Would you be enticed into Sainsbury’s in Bretton if their poster said, “Live well for more” or Tesco’s in Hampton, if they told you that “Every little helps empty your wallet?”
No, I didn’t think so.
During the last few years of financial uncertainty we have become used to getting more for less, with sales becoming less of an event and more of an everyday occurrence, a bit like a Katie Price Pregnancy.
On the telly, sofas that can be delivered in time for Christmas have been marked down and they will be again for Easter and every other month with a “y” in it, whilst the Irish fella, who used to be on the BBC, always has a double glazing deal for us and he only fits the best.

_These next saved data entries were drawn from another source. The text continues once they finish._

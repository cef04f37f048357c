mod clock;

pub use clock::*;

// repo

mod credential_repo;
mod refresh_token_repo;

pub use credential_repo::*;
pub use refresh_token_repo::*;
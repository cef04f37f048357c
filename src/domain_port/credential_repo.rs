use crate::domain_model::UserId;
use crate::domain_port::RepoError;

/// Stored login secret for one account. Accounts are provisioned out of band.
#[derive(Debug, Clone)]
pub struct CredentialRecord {
    pub user_id: UserId,
    pub password_hash: String,
    pub is_active: bool,
}

#[async_trait::async_trait]
pub trait CredentialRepo: Send + Sync {
    async fn find_by_username(&self, username: &str)
    -> Result<Option<CredentialRecord>, RepoError>;
}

If it’s not “on offer” we wait until it is; full price has become a thing of the past, unless of course you want an Apple product or feel the need to hire a hitman.

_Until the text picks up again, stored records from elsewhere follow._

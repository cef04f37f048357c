use crate::domain_model::*;
use crate::domain_port::*;
use chrono::{DateTime, Utc};
use redis::aio::ConnectionManager;
use redis::{
    AsyncCommands, FromRedisValue, RedisError, RedisResult, RedisWrite, Script, ToRedisArgs,
    Value,
};

const REFRESH_INSERT: &str = include_str!("refresh_insert.lua");
const REFRESH_TAKE: &str = include_str!("refresh_take.lua");
const REFRESH_ROTATE: &str = include_str!("refresh_rotate.lua");
const REFRESH_REVOKE_USER: &str = include_str!("refresh_revoke_user.lua");

/// Refresh tokens as `{prefix}:rt:{digest} -> user id` with a per-user index set
/// `{prefix}:user:{user id}`. Expiry is enforced by Redis key TTLs.
pub struct RedisRefreshTokenRepo {
    conn: ConnectionManager,
    prefix: String,
    insert_script: Script,
    take_script: Script,
    rotate_script: Script,
    revoke_user_script: Script,
}

impl RedisRefreshTokenRepo {
    pub fn new(conn: ConnectionManager, prefix: impl Into<String>) -> Self {
        RedisRefreshTokenRepo {
            conn,
            prefix: prefix.into(),
            insert_script: Script::new(REFRESH_INSERT),
            take_script: Script::new(REFRESH_TAKE),
            rotate_script: Script::new(REFRESH_ROTATE),
            revoke_user_script: Script::new(REFRESH_REVOKE_USER),
        }
    }

    fn token_prefix(&self) -> String {
        format!("{}:rt:", self.prefix)
    }

    fn index_prefix(&self) -> String {
        format!("{}:user:", self.prefix)
    }

    fn token_key(&self, hash: &TokenHash) -> String {
        format!("{}{}", self.token_prefix(), hash)
    }

    fn index_key(&self, user_id: UserId) -> String {
        format!("{}{}", self.index_prefix(), user_id)
    }

    async fn take_any(&self, token_hash: &TokenHash) -> Result<Option<UserId>, RepoError> {
        let mut conn = self.conn.clone();
        let owner: Option<UserId> = self
            .take_script
            .key(self.token_key(token_hash))
            .arg(self.index_prefix())
            .arg(token_hash.as_str())
            .invoke_async(&mut conn)
            .await
            .map_err(|e| RepoError::Store(e.to_string()))?;
        Ok(owner)
    }
}

impl ToRedisArgs for UserId {
    fn write_redis_args<W>(&self, out: &mut W)
    where
        W: ?Sized + RedisWrite,
    {
        out.write_arg(self.to_string().as_bytes())
    }
}

impl FromRedisValue for UserId {
    fn from_redis_value(v: &Value) -> RedisResult<Self> {
        let s: String = redis::from_redis_value(v)?;
        let user_id = s.parse::<UserId>().map_err(|e| {
            RedisError::from((
                redis::ErrorKind::TypeError,
                "invalid UserId string",
                e.to_string(),
            ))
        })?;
        Ok(user_id)
    }
}

#[async_trait::async_trait]
impl RefreshTokenRepo for RedisRefreshTokenRepo {
    async fn insert(&self, record: &RefreshRecord) -> Result<(), RepoError> {
        let key = self.token_key(&record.token_hash);
        let index = self.index_key(record.user_id);
        let expires_at = record.expires_at.timestamp();
        let mut conn = self.conn.clone();

        // The index is only touched once SET NX has claimed the digest.
        let created: i64 = self
            .insert_script
            .key(&key)
            .key(&index)
            .arg(&record.user_id)
            .arg(record.token_hash.as_str())
            .arg(expires_at)
            .invoke_async(&mut conn)
            .await
            .map_err(|e| RepoError::Store(e.to_string()))?;

        match created {
            1 => Ok(()),
            _ => Err(RepoError::Duplicate),
        }
    }

    // A key past its TTL is already gone, so whatever GET finds is live.
    async fn take_live(
        &self,
        token_hash: &TokenHash,
        _now: DateTime<Utc>,
    ) -> Result<Option<UserId>, RepoError> {
        self.take_any(token_hash).await
    }

    async fn rotate(
        &self,
        old_hash: &TokenHash,
        _now: DateTime<Utc>,
        new_hash: &TokenHash,
        new_expires_at: DateTime<Utc>,
    ) -> Result<Option<UserId>, RepoError> {
        let mut conn = self.conn.clone();
        let owner: Option<UserId> = self
            .rotate_script
            .key(self.token_key(old_hash))
            .key(self.token_key(new_hash))
            .arg(self.index_prefix())
            .arg(old_hash.as_str())
            .arg(new_hash.as_str())
            .arg(new_expires_at.timestamp())
            .invoke_async(&mut conn)
            .await
            .map_err(|e| RepoError::Store(e.to_string()))?;
        Ok(owner)
    }

    async fn exists(&self, token_hash: &TokenHash, _now: DateTime<Utc>) -> Result<bool, RepoError> {
        let mut conn = self.conn.clone();
        conn.exists(self.token_key(token_hash))
            .await
            .map_err(|e| RepoError::Store(e.to_string()))
    }

    async fn delete(&self, token_hash: &TokenHash) -> Result<bool, RepoError> {
        Ok(self.take_any(token_hash).await?.is_some())
    }

    async fn delete_by_user(&self, user_id: UserId) -> Result<u64, RepoError> {
        let mut conn = self.conn.clone();
        let removed: u64 = self
            .revoke_user_script
            .key(self.index_key(user_id))
            .arg(self.token_prefix())
            .invoke_async(&mut conn)
            .await
            .map_err(|e| RepoError::Store(e.to_string()))?;
        Ok(removed)
    }

    async fn purge_expired(&self, _now: DateTime<Utc>) -> Result<u64, RepoError> {
        Ok(0)
    }
}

However, Peterborough City Council has shown in the past that it is not afraid to go against convention and shake a fist to public opinion (solar farms, turbines, road works, etc, etc) so they have proposed to adopt the phrase, “Pay more for less.”

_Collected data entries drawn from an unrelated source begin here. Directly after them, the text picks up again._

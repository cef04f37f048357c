pub mod api;
pub mod logger;
pub mod settings;

pub mod server;
pub mod transport;

pub mod application_impl;
pub mod application_port;
pub mod domain_model;
pub mod domain_port;
pub mod infra_memory;
pub mod infra_mysql;
pub mod infra_redis;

It’s a risky strategy, cutting services whilst putting up council tax, but you can’t exactly shop around can you? You and I have to pay what they say or we end up in court, it’s a seller’s market and we have to buy.
In fairness, their budget deficit has more zeros than Hilary Clinton has deleted emails and with their government grant slashed in half, they had very little alternative.
For those struggling to make ends meet at the moment that will be of little comfort and coming just a couple of weeks after the same council voted to give themselves a huge increase in allowances, it smacks of arrogance or at the very least insensitivity.
Councillor Seaton, who looks after the budget, called the timing, “A bit embarrassing,” but it’s more than that, it’s another example of poor judgement and bad communication.
Those at the top must have known, when they voted for the rise in allowances, that they planned to increase council tax, surely somebody realised what that would look like.
Short of standing on the Town Hall steps and shouting, “Let them eat cake,” I fail to see how they could have been any more inconsiderate.
If the council had wanted the good folk of Peterborough on their side they could have accomplished it easily, by setting an example and offering to take a pay cut.
By doing their bit, the blame for the rise in council tax could then have been laid squarely at the door of central government; the council and the people would have been as one, united, together.
After all we are all in this together, aren’t we?